Extracted information>
===
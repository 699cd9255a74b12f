use semver::{BuildMetadata, Prerelease, Version};

use crate::error::{PublishError, Result};

/// Parse a version the way the manifest stores it ("1.2.3", "1.2.3-beta.1+build").
///
/// Surrounding whitespace is ignored; anything else must be strict semver.
pub fn parse_version(raw: &str) -> Result<Version> {
    Version::parse(raw.trim())
        .map_err(|e| PublishError::version(format!("Invalid semantic version '{}': {}", raw, e)))
}

/// Resolve an explicit release tag to a version, if it is one.
///
/// Matches the registry's strict validity check: surrounding whitespace and a
/// single lowercase `v` are allowed, so "v1.2.3" is accepted while "=1.2.3",
/// "V1.2.3" and "nightly-2024" are not.
pub fn resolve_tag_version(tag: &str) -> Option<Version> {
    let trimmed = tag.trim();
    let clean_tag = trimmed.strip_prefix('v').unwrap_or(trimmed);
    Version::parse(clean_tag).ok()
}

/// The release core of a version: major.minor.patch with no pre-release or build.
pub fn release_core(version: &Version) -> Version {
    Version {
        major: version.major,
        minor: version.minor,
        patch: version.patch,
        pre: Prerelease::EMPTY,
        build: BuildMetadata::EMPTY,
    }
}
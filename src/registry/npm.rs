use semver::Version;

use super::Registry;
use crate::domain::{parse_version, DistTag};
use crate::error::{PublishError, Result};
use crate::runner::{CommandLine, CommandRunner};

/// Registry backed by the npm command line
pub struct NpmRegistry<R: CommandRunner> {
    runner: R,
    command: String,
    publish_args: Vec<String>,
}

impl<R: CommandRunner> NpmRegistry<R> {
    pub fn new(runner: R) -> Self {
        NpmRegistry {
            runner,
            command: "npm".to_string(),
            publish_args: Vec::new(),
        }
    }

    /// Use a different executable (e.g. a wrapper script or a pinned npm path)
    pub fn with_command(mut self, command: impl Into<String>) -> Self {
        self.command = command.into();
        self
    }

    /// Extra arguments passed to every publish (e.g. `--access public`)
    pub fn with_publish_args(mut self, args: Vec<String>) -> Self {
        self.publish_args = args;
        self
    }

    fn npm(&self) -> CommandLine {
        CommandLine::new(self.command.clone())
    }
}

impl<R: CommandRunner> Registry for NpmRegistry<R> {
    fn set_version(&self, version: &Version) -> Result<()> {
        let cmd = self.npm().arg("version").arg(version.to_string()).args([
            "--force",
            "--no-git-tag-version",
            "--allow-same-version",
        ]);
        self.runner.run(&cmd)?;
        Ok(())
    }

    fn publish(&self, tags: &[DistTag]) -> Result<()> {
        let cmd = self
            .npm()
            .arg("publish")
            .args(self.publish_args.iter().cloned())
            .args(tags.iter().map(|tag| format!("--tag={}", tag)));
        self.runner.run(&cmd)?;
        Ok(())
    }

    fn add_dist_tag(&self, package: &str, version: &Version, tag: &DistTag) -> Result<()> {
        let cmd = self
            .npm()
            .args(["dist-tag", "add"])
            .arg(format!("{}@{}", package, version))
            .arg(tag.as_str());
        self.runner.run(&cmd)?;
        Ok(())
    }

    fn query_dist_tag(&self, tag: &DistTag) -> Result<Option<Version>> {
        let cmd = self
            .npm()
            .args(["view", "."])
            .arg(format!("dist-tags.{}", tag));
        let out = self.runner.run(&cmd)?;
        let out = out.trim();
        if out.is_empty() {
            return Ok(None);
        }
        parse_version(out).map(Some)
    }

    fn query_name(&self) -> Result<String> {
        let cmd = self.npm().args(["view", ".", "name"]);
        let name = self.runner.run(&cmd)?.trim().to_string();
        if name.is_empty() {
            return Err(PublishError::command(
                cmd.to_string(),
                "registry returned no package name",
                Some(0),
            ));
        }
        Ok(name)
    }
}
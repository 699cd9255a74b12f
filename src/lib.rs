pub mod cli;
pub mod config;
pub mod domain;
pub mod error;
pub mod git;
pub mod manifest;
pub mod registry;
pub mod runner;
pub mod ui;
pub mod warnings;

pub use error::{PublishError, Result};
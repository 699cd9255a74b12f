//! External command execution
//!
//! Every command is echoed before it runs. While it runs, stdout lines are
//! logged at info level prefixed with `> ` and stderr lines at warn level
//! prefixed with `! `. A non-zero exit becomes [`PublishError::ExternalCommand`]
//! carrying the captured stderr.

use std::fmt;
use std::io::{BufRead, BufReader, Read};
use std::process::{Command, Stdio};
use std::thread;

use tracing::{info, warn};

use crate::error::{PublishError, Result};

/// A program and its arguments, passed to the OS without a shell
#[derive(Debug, Clone, PartialEq, Eq)]
pub struct CommandLine {
    pub program: String,
    pub args: Vec<String>,
}

impl CommandLine {
    pub fn new(program: impl Into<String>) -> Self {
        CommandLine {
            program: program.into(),
            args: Vec::new(),
        }
    }

    pub fn arg(mut self, arg: impl Into<String>) -> Self {
        self.args.push(arg.into());
        self
    }

    pub fn args<I, S>(mut self, args: I) -> Self
    where
        I: IntoIterator<Item = S>,
        S: Into<String>,
    {
        self.args.extend(args.into_iter().map(Into::into));
        self
    }
}

impl fmt::Display for CommandLine {
    /// Human-readable form; arguments containing spaces are double-quoted
    fn fmt(&self, f: &mut fmt::Formatter<'_>) -> fmt::Result {
        write!(f, "{}", self.program)?;
        for arg in &self.args {
            if arg.is_empty() || arg.contains(char::is_whitespace) {
                write!(f, " \"{}\"", arg)?;
            } else {
                write!(f, " {}", arg)?;
            }
        }
        Ok(())
    }
}

/// Runs external commands and returns their stdout
pub trait CommandRunner {
    fn run(&self, command: &CommandLine) -> Result<String>;
}

impl<T: CommandRunner + ?Sized> CommandRunner for &T {
    fn run(&self, command: &CommandLine) -> Result<String> {
        (**self).run(command)
    }
}

/// Runs commands as child processes of the current process
#[derive(Debug, Clone, Default)]
pub struct ProcessRunner {
    working_dir: Option<std::path::PathBuf>,
}

impl ProcessRunner {
    pub fn new() -> Self {
        Self::default()
    }

    /// Run commands in `dir` instead of the current directory
    pub fn in_dir(dir: impl Into<std::path::PathBuf>) -> Self {
        ProcessRunner {
            working_dir: Some(dir.into()),
        }
    }
}

impl CommandRunner for ProcessRunner {
    fn run(&self, command: &CommandLine) -> Result<String> {
        info!("Executing: '{}'", command);

        let mut cmd = Command::new(&command.program);
        cmd.args(&command.args)
            .stdin(Stdio::null())
            .stdout(Stdio::piped())
            .stderr(Stdio::piped());
        if let Some(dir) = &self.working_dir {
            cmd.current_dir(dir);
        }

        let mut child = cmd
            .spawn()
            .map_err(|e| PublishError::command(command.to_string(), e.to_string(), None))?;

        // stderr is drained on its own thread while stdout is read here
        let stderr_handle = child
            .stderr
            .take()
            .map(|stderr| thread::spawn(move || stream_lines(stderr, |line| warn!("! {}", line))));

        let stdout = match child.stdout.take() {
            Some(stdout) => stream_lines(stdout, |line| info!("> {}", line)),
            None => String::new(),
        };

        let stderr = match stderr_handle {
            Some(handle) => handle.join().unwrap_or_default(),
            None => String::new(),
        };

        let status = child.wait()?;
        if !status.success() {
            return Err(PublishError::command(
                command.to_string(),
                stderr.trim_end(),
                status.code(),
            ));
        }

        Ok(stdout)
    }
}

/// Read `reader` to EOF line by line, reporting each non-blank line, and return everything read.
///
/// Bytes that are not UTF-8 are replaced rather than ending the read, so the
/// child never writes into a closed pipe.
fn stream_lines<R: Read>(reader: R, mut report: impl FnMut(&str)) -> String {
    let mut reader = BufReader::new(reader);
    let mut collected = String::new();
    let mut buf = Vec::new();
    loop {
        buf.clear();
        match reader.read_until(b'\n', &mut buf) {
            Ok(0) => break,
            Ok(_) => {}
            Err(e) if e.kind() == std::io::ErrorKind::Interrupted => continue,
            Err(_) => break,
        }
        let line = String::from_utf8_lossy(&buf);
        let line = line.trim_end_matches(['\n', '\r']);
        if !line.trim().is_empty() {
            report(line.trim_end());
        }
        collected.push_str(line);
        collected.push('\n');
    }
    collected
}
===
Your task>
Copy out every line from the data above in which the word "impl" occurs.

Response area>
impl<R: CommandRunner> NpmRegistry<R> {
    pub fn with_command(mut self, command: impl Into<String>) -> Self {
impl<R: CommandRunner> Registry for NpmRegistry<R> {
impl CommandLine {
    pub fn new(program: impl Into<String>) -> Self {
    pub fn arg(mut self, arg: impl Into<String>) -> Self {
impl fmt::Display for CommandLine {
impl<T: CommandRunner + ?Sized> CommandRunner for &T {
impl ProcessRunner {
    pub fn in_dir(dir: impl Into<std::path::PathBuf>) -> Self {
impl CommandRunner for ProcessRunner {
fn stream_lines<R: Read>(reader: R, mut report: impl FnMut(&str)) -> String {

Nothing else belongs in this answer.